The Organization for Economic Cooperation and Development monitors signs of a slowdown in the European economy in March

The Organization for Economic Co-operation and Development (OECD) sees signs of a slowdown in the European economy based on advanced composite indicators published today and the first to take into account the effects of the war in Ukraine.

This reversal in the pace of growth is seen in major European economies, such as Germany, France, Italy, Spain and the United Kingdom, while the trend remains stable in the United States, Japan and Canada.

March’s advanced composite indexes – statistics that show fluctuations in the economic cycle between six and nine months in advance – have fallen for most countries on the Old Continent, although they generally remain above the 100 level, which is the long-term average. The decline this month was noticeable in the United Kingdom (minus 28 to 100.58), France (minus 25 to 99.45) or Italy (minus 23 to 100.80) and slightly less pronounced in Spain (minus 16). hundredths for 101.11 points.) or in Germany (minus 13 percent for 100.63 points).

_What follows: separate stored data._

impl Cache {
    /// Creates a new dataset cache at `path`, initializing all four sub-databases and persisting
    /// the format version (and, if supplied, a trained dictionary) before returning.
    ///
    /// # Errors
    ///
    /// Returns an error if the underlying file cannot be created, or if the initial header write
    /// fails.
    pub fn create(path: impl AsRef<Path>, options: CacheOptions) -> Result<Self, Error> {
        let path = path.as_ref().to_path_buf();
        let database = Database::create(&path)?;

        let txn = database.write()?;
        {
            let mut table = txn.open_table(INFO)?;
            table.insert(VERSION_KEY, FORMAT_VERSION.as_slice())?;
            if let Some(dictionary) = &options.dictionary {
                table.insert(ZDICT_KEY, dictionary.as_bytes())?;
            }
        }
        txn.commit()?;

        let level = options.level.unwrap_or_default();
        let compressor = Compressor::new(level, options.dictionary.clone());
        let decompressor = Decompressor::new(options.dictionary);
        let catalog = options.products.unwrap_or_default();

        Ok(Self {
            database,
            decompressor,
            mode: Mode::ReadWrite { compressor, catalog: Mutex::new(catalog) },
            path,
        })
    }

    /// Opens an existing dataset cache for reading and writing.
    ///
    /// # Errors
    ///
    /// Returns an error if the file does not exist, is not a dataset cache, carries an
    /// unsupported format version, or if loading the on-disk catalog fails.
    pub fn open_rw(path: impl AsRef<Path>, options: CacheOptions) -> Result<Self, Error> {
        let path = path.as_ref().to_path_buf();
        let database = Database::open_existing(&path)?;
        let (decompressor, dictionary) = read_header(&database)?;

        let level = options.level.unwrap_or_default();
        let compressor = Compressor::new(level, dictionary);
        let catalog = match options.products {
            Some(catalog) => catalog,
            None => Catalog::load(&database, &decompressor)?,
        };

        Ok(Self {
            database,
            decompressor,
            mode: Mode::ReadWrite { compressor, catalog: Mutex::new(catalog) },
            path,
        })
    }

    /// Opens an existing dataset cache for reading only. No [`Compressor`] is constructed; any
    /// write attempted through the returned handle fails with [`Error::ReadOnly`].
    ///
    /// # Errors
    ///
    /// Returns an error if the file does not exist, is not a dataset cache, carries an
    /// unsupported format version, or if loading the on-disk catalog fails.
    pub fn open_ro(path: impl AsRef<Path>, options: CacheOptions) -> Result<Self, Error> {
        let path = path.as_ref().to_path_buf();
        let database = Database::open_existing(&path)?;
        let (decompressor, _dictionary) = read_header(&database)?;

        let catalog = match options.products {
            Some(catalog) => catalog,
            None => Catalog::load(&database, &decompressor)?,
        };

        Ok(Self { database, decompressor, mode: Mode::ReadOnly { catalog }, path })
    }

    /// Returns per-sub-database entry counts.
    ///
    /// # Errors
    ///
    /// Returns an error if the underlying read transaction fails.
    pub fn stat(&self) -> Result<engine::Stat, Error> {
        self.database.stat()
    }

    /// Returns the number of datasets stored in `ds`.
    ///
    /// # Errors
    ///
    /// Returns an error if the underlying read transaction fails.
    pub fn count(&self) -> Result<u64, Error> {
        let txn = self.database.read()?;
        Ok(txn.open_table(DS)?.len()?)
    }

    /// Persists the in-memory catalog, if it has changed since the last sync. A no-op on a
    /// read-only handle.
    ///
    /// # Errors
    ///
    /// Returns an error if the underlying write transaction fails.
    pub fn sync(&self) -> Result<(), Error> {
        match &self.mode {
            Mode::ReadWrite { compressor, catalog } => {
                let mut guard = catalog.lock().unwrap_or_else(std::sync::PoisonError::into_inner);
                guard.persist(&self.database, compressor, false)
            },
            Mode::ReadOnly { .. } => Ok(()),
        }
    }

    // --- dataset reads -----------------------------------------------------------------------

    /// Looks up a single dataset by UUID. Returns `Ok(None)` if no dataset with that id exists.
    ///
    /// # Errors
    ///
    /// Returns [`Error::UnknownProduct`] if the stored record's product does not resolve in the
    /// active catalog, or an error if decompression, parsing, or the underlying read fails.
    pub fn get(&self, id: Uuid) -> Result<Option<Dataset>, Error> {
        let Some(raw) = self.fetch_raw(id.as_bytes())? else {
            return Ok(None);
        };
        Ok(Some(self.materialize(id, raw)?))
    }

    /// Iterates every dataset in the cache, in the engine's natural key order (UUID lexicographic
    /// order).
    ///
    /// The ordered id list is resolved under one short read transaction; each dataset is then
    /// fetched through its own short read transaction as the iterator advances, so no transaction
    /// is held for the lifetime of the iterator. See the module-level design note in
    /// `crate::engine` and `DESIGN.md` for why.
    ///
    /// # Errors
    ///
    /// Returns an error if resolving the id list fails.
    pub fn get_all(&self) -> Result<DatasetIter<'_>, Error> {
        let txn = self.database.read()?;
        let table = txn.open_table(DS)?;
        let mut ids = Vec::with_capacity(usize::try_from(table.len()?).unwrap_or(0));
        for entry in table.range(..)? {
            let (key, _) = entry?;
            ids.push(to_uuid_bytes(key.value())?);
        }
        Ok(DatasetIter { cache: self, ids: ids.into_iter() })
    }

    // --- dataset writes -----------------------------------------------------------------------

    /// Stores every dataset from `datasets` under one write transaction, auto-registering each
    /// dataset's product (and metadata type) the first time its name is seen.
    ///
    /// # Errors
    ///
    /// Returns [`Error::ReadOnly`] if called through a read-only handle, or an error if
    /// serialization, compression, or the underlying write transaction fails.
    pub fn bulk_save(&self, datasets: impl IntoIterator<Item = NewDataset>) -> Result<(), Error> {
        let compressor = self.compressor()?;
        let txn = self.database.write()?;
        {
            let mut table = txn.open_table(DS)?;
            for dataset in datasets {
                self.register_product(&dataset.product, &dataset.metadata_type)?;
                insert_dataset(&mut table, &dataset, compressor)?;
            }
        }
        txn.commit()?;
        Ok(())
    }

    /// Stores every already-assembled raw document from `docs` under one write transaction. The
    /// key for each document is extracted from `metadata.id`; unlike [`Cache::bulk_save`], no
    /// product auto-registration happens on this path (matching the original writer, which never
    /// touches the in-memory catalog for raw-document ingest).
    ///
    /// # Errors
    ///
    /// Returns [`Error::ReadOnly`] if called through a read-only handle, [`Error::MissingDatasetId`]
    /// if a document lacks a valid `metadata.id`, or an error if compression or the underlying
    /// write transaction fails.
    pub fn bulk_save_raw(&self, docs: impl IntoIterator<Item = RawDatasetDoc>) -> Result<(), Error> {
        let compressor = self.compressor()?;
        let txn = self.database.write()?;
        {
            let mut table = txn.open_table(DS)?;
            for doc in docs {
                let id = doc.id()?;
                let json = serde_json::to_vec(&doc)?;
                let compressed = compressor.compress(&json)?;
                table.insert(id.as_bytes().as_slice(), compressed.as_slice())?;
            }
        }
        txn.commit()?;
        Ok(())
    }

    /// A lazy pass-through writer: persists datasets from `datasets` in batches of `batch_size`
    /// (defaulting to [`DEFAULT_BATCH_SIZE`] when `None`), yielding each dataset back to the
    /// caller only after the batch containing it has committed. A final [`Cache::sync`] runs once
    /// the input is exhausted.
    ///
    /// Each batch is a single write transaction: write-before-yield means a downstream consumer
    /// never sees a dataset the database did not actually persist, bounding worst-case loss on
    /// abrupt termination to one in-flight batch.
    pub fn tee<I>(&self, datasets: I, batch_size: Option<usize>) -> Tee<'_, I::IntoIter>
    where
        I: IntoIterator<Item = NewDataset>,
    {
        Tee {
            cache: self,
            input: datasets.into_iter(),
            batch_size: batch_size.unwrap_or(DEFAULT_BATCH_SIZE).max(1),
            buffer: VecDeque::new(),
            done: false,
        }
    }

    // --- groups -------------------------------------------------------------------------------

    /// Stores `uuids`, in order, as the membership of the group identified by `name`, overwriting
    /// any previous membership under the same key. `name` accepts anything the key codec covers
    /// (a string, raw bytes, a UUID, an integer, or a tuple of these), not just strings.
    ///
    /// # Errors
    ///
    /// Returns [`Error::ReadOnly`] if called through a read-only handle, or an error if the
    /// underlying write transaction fails.
    pub fn put_group<'k>(&self, name: impl Into<Key<'k>>, uuids: &[Uuid]) -> Result<(), Error> {
        self.require_writable()?;
        let key = name.into().encode();
        let mut data = Vec::with_capacity(uuids.len() * 16);
        for uuid in uuids {
            data.extend_from_slice(uuid.as_bytes());
        }

        let txn = self.database.write()?;
        {
            let mut table = txn.open_table(GROUPS)?;
            table.insert(key.as_slice(), data.as_slice())?;
        }
        txn.commit()?;
        Ok(())
    }

    /// Returns the ordered UUID membership of the group identified by `name`, or `Ok(None)` if no
    /// such group exists.
    ///
    /// # Errors
    ///
    /// Returns [`Error::CorruptGroup`] if the stored value's length is not a multiple of 16, or an
    /// error if the underlying read transaction fails.
    pub fn get_group<'k>(&self, name: impl Into<Key<'k>>) -> Result<Option<Vec<Uuid>>, Error> {
        let key = name.into().encode();
        let Some(bytes) = self.get_group_raw(&key)? else {
            return Ok(None);
        };
        if bytes.len() % 16 != 0 {
            return Err(Error::CorruptGroup { name: label(&key), len: bytes.len() });
        }
        Ok(Some(bytes.chunks_exact(16).map(bytes_to_uuid).collect()))
    }

    /// Lists `(name, member count)` pairs for every group whose encoded name starts with
    /// `prefix` (every group, if `prefix` is `None`).
    ///
    /// A group whose stored length is not a multiple of 16 is still listed (with its count
    /// truncated towards zero) and logged, rather than aborting the whole listing; unlike
    /// [`Cache::stream_group`], a prefix listing never has to materialize the group's datasets.
    ///
    /// # Errors
    ///
    /// Returns an error if the underlying read transaction fails.
    pub fn groups(&self, prefix: Option<Key<'_>>) -> Result<Vec<(String, u64)>, Error> {
        let prefix_bytes = prefix.map_or_else(Vec::new, |p| p.encode());

        let txn = self.database.read()?;
        let table = txn.open_table(GROUPS)?;
        let mut out = Vec::new();
        for (key, value) in engine::prefix_scan(&table, &prefix_bytes)? {
            if value.len() % 16 != 0 {
                tracing::warn!(
                    name = %label(&key),
                    len = value.len(),
                    "corrupt group length encountered while listing groups",
                );
            }
            out.push((label(&key), (value.len() / 16) as u64));
        }
        Ok(out)
    }

    /// Iterates the datasets referenced by the group identified by `name`, in stored order, under
    /// independent short read transactions (see [`Cache::get_all`]'s design note — the same
    /// reasoning applies here).
    ///
    /// # Errors
    ///
    /// Returns [`Error::NoSuchGroup`] if no group named `name` exists, or [`Error::CorruptGroup`]
    /// if the stored membership length is not a multiple of 16. Once iterating, a missing
    /// referenced dataset terminates the iterator with [`Error::MissingDataset`]; items already
    /// yielded remain valid.
    pub fn stream_group<'k>(&self, name: impl Into<Key<'k>>) -> Result<GroupIter<'_>, Error> {
        let key = name.into().encode();
        let label = label(&key);
        let bytes = self.get_group_raw(&key)?.ok_or_else(|| Error::NoSuchGroup(label.clone()))?;
        if bytes.len() % 16 != 0 {
            return Err(Error::CorruptGroup { name: label, len: bytes.len() });
        }
        let ids: Vec<[u8; 16]> = bytes.chunks_exact(16).map(chunk_to_array).collect();
        Ok(GroupIter { cache: self, name: label, ids: ids.into_iter() })
    }

    // --- internals ------------------------------------------------------------------------------

    fn get_group_raw(&self, key: &[u8]) -> Result<Option<Vec<u8>>, Error> {
        let txn = self.database.read()?;
        let table = txn.open_table(GROUPS)?;
        Ok(table.get(key)?.map(|value| value.value().to_vec()))
    }

    fn fetch_raw(&self, key: &[u8; 16]) -> Result<Option<RawDatasetDoc>, Error> {
        let txn = self.database.read()?;
        let table = txn.open_table(DS)?;
        let Some(value) = table.get(key.as_slice())? else {
            return Ok(None);
        };
        let bytes = self.decompressor.decompress(value.value())?;
        Ok(Some(serde_json::from_slice(&bytes)?))
    }

    fn materialize(&self, id: Uuid, raw: RawDatasetDoc) -> Result<Dataset, Error> {
        self.with_catalog(|catalog| Dataset::materialize(id, raw, catalog))
    }

    fn with_catalog<R>(&self, f: impl FnOnce(&Catalog) -> R) -> R {
        match &self.mode {
            Mode::ReadWrite { catalog, .. } => {
                let guard = catalog.lock().unwrap_or_else(std::sync::PoisonError::into_inner);
                f(&guard)
            },
            Mode::ReadOnly { catalog } => f(catalog),
        }
    }

    fn compressor(&self) -> Result<&Compressor, Error> {
        match &self.mode {
            Mode::ReadWrite { compressor, .. } => Ok(compressor),
            Mode::ReadOnly { .. } => Err(Error::ReadOnly),
        }
    }

    fn require_writable(&self) -> Result<(), Error> {
        self.compressor().map(|_| ())
    }

    fn register_product(&self, product: &Product, metadata_type: &MetadataType) -> Result<(), Error> {
        match &self.mode {
            Mode::ReadWrite { catalog, .. } => {
                let mut guard = catalog.lock().unwrap_or_else(std::sync::PoisonError::into_inner);
                guard.register_product(product.clone(), metadata_type.clone());
                Ok(())
            },
            Mode::ReadOnly { .. } => Err(Error::ReadOnly),
        }
    }
}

Across the eurozone, the monthly drop is 17 hundredths to 100.43 points.

Outside of Europe, the index rises four hundred points for the United States to 100.09 points, remains for Japan at 100.55 points and drops five hundred points for Canada to 100.09 points.

Among the OECD member countries in Latin America, the most striking feature is the sharp decline in Chile, with a drop of 48 percent from a point in March, which is an acceleration of the trend observed in previous months.

Chile’s index stands at 98.88 points, one of the lowest in the organization and well below the 100 level of its long-term average.

Outside the OECD, among the large emerging economies, Brazil stands out for the significant decline in the index in March (minus 51 parts per cent from a point to only 97.82 points), which again indicates a reversal in economic growth.

In a first report to assess the economic impact of the Russian invasion of Ukraine submitted on March 17, the organization estimated that the world’s gross domestic product could fall by about two percentage points.

Then the study authors determined that the eurozone, due to its dependence on fossil fuels that it imports from Russia, the impact could be 1.4 points of GDP, while in the United States this would be less (0.9 points).